Saved data entries

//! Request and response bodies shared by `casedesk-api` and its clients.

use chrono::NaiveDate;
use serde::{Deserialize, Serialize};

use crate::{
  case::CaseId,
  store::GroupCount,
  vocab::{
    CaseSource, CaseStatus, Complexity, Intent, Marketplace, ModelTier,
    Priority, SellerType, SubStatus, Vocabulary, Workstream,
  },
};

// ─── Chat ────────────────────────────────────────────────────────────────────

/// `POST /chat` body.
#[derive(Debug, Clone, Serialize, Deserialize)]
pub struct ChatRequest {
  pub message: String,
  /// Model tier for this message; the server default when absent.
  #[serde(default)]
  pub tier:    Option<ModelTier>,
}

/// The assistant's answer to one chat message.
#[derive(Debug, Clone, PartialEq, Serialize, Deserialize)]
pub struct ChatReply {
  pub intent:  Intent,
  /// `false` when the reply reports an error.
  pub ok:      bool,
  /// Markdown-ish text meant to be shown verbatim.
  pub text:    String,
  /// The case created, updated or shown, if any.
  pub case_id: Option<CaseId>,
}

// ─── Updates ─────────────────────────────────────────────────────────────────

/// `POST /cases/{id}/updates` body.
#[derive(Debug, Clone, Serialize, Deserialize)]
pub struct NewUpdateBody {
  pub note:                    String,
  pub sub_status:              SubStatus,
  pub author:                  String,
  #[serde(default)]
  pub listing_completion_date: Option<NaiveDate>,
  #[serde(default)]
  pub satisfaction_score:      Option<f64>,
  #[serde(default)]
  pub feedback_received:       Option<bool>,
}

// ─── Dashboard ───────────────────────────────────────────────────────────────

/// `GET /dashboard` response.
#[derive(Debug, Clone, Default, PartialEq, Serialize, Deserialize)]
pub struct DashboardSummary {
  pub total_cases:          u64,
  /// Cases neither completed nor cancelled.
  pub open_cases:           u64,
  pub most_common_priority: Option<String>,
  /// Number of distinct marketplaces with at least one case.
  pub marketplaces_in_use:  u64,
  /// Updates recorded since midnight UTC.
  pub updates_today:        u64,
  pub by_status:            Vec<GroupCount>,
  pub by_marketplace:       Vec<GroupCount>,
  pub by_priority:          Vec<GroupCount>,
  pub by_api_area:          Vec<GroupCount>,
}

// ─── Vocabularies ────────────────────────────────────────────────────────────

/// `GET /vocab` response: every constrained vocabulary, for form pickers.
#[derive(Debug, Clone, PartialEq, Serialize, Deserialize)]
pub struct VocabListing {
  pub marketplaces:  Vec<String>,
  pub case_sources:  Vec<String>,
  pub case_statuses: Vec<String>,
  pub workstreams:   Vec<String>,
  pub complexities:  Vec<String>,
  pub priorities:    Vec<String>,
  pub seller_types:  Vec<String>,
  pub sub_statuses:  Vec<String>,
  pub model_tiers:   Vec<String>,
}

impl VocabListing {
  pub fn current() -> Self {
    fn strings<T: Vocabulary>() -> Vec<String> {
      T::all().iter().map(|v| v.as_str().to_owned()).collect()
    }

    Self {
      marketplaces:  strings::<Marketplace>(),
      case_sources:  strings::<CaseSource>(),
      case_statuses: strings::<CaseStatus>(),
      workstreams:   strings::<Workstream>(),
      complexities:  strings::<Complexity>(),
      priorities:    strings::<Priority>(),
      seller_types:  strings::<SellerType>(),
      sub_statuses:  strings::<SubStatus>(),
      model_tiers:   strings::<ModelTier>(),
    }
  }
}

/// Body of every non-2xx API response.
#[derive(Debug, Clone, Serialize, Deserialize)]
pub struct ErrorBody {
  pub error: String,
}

* * *

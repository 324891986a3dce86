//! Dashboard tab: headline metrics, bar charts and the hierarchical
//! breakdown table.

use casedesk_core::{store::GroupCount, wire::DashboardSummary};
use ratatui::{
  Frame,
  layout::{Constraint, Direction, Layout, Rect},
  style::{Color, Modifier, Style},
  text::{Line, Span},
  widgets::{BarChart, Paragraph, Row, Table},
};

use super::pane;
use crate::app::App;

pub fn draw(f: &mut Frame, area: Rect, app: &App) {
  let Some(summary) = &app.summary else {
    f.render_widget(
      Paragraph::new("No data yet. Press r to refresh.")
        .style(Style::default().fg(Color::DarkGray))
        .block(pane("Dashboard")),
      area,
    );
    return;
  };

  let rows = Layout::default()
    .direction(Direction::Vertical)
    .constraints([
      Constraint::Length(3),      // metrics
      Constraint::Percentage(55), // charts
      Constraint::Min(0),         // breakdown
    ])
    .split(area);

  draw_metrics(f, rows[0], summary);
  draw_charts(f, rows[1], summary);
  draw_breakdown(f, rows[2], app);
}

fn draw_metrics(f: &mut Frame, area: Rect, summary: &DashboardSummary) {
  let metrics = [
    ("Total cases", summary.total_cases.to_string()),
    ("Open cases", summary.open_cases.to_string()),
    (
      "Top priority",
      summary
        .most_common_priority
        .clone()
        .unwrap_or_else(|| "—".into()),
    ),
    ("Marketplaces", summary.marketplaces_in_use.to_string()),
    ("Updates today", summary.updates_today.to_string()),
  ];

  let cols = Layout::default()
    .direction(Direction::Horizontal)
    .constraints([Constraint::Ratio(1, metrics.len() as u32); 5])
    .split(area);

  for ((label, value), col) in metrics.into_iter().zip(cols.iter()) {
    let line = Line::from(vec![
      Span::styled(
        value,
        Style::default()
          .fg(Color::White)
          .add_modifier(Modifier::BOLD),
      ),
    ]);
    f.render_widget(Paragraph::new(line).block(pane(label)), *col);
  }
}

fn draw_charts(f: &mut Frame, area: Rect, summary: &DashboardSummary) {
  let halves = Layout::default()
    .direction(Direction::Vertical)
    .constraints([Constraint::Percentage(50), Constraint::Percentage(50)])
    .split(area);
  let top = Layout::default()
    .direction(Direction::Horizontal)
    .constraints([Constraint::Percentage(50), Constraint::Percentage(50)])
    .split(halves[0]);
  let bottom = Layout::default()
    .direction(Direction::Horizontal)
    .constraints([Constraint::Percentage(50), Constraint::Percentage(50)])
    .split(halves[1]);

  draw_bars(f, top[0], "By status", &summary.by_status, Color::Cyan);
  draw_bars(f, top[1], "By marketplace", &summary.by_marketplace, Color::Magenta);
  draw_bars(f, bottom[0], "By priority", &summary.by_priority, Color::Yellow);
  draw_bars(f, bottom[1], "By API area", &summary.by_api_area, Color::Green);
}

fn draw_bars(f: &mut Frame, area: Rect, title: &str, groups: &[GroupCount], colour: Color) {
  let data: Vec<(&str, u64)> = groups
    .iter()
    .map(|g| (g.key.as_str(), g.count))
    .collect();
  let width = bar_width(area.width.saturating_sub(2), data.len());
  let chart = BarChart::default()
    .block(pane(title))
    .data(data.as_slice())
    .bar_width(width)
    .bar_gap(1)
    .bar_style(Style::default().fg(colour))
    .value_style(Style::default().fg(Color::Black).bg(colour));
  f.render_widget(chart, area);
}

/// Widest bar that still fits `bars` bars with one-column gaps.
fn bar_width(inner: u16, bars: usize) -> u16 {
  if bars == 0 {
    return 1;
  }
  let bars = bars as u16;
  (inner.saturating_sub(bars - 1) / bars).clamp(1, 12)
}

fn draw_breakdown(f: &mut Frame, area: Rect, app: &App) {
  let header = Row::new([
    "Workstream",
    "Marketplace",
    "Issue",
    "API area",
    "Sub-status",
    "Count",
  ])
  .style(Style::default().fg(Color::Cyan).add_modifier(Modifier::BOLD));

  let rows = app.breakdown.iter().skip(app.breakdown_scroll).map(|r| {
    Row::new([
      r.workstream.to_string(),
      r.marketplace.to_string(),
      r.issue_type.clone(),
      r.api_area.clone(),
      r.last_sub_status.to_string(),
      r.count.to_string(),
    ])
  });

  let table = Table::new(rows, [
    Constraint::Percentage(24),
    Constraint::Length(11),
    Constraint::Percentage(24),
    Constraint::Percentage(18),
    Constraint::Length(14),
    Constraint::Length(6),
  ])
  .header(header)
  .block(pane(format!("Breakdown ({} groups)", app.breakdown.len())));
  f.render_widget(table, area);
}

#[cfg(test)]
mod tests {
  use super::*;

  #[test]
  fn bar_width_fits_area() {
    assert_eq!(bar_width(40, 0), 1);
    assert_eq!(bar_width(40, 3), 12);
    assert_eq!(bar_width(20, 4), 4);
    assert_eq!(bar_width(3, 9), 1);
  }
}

=== TASK ===
Pull every line that holds the string "block" out of the records.

=== EXERCISE OUTPUT ===
        .block(pane("Dashboard")),
    f.render_widget(Paragraph::new(line).block(pane(label)), *col);
    .block(pane(title))
  .block(pane(format!("Breakdown ({} groups)", app.breakdown.len())));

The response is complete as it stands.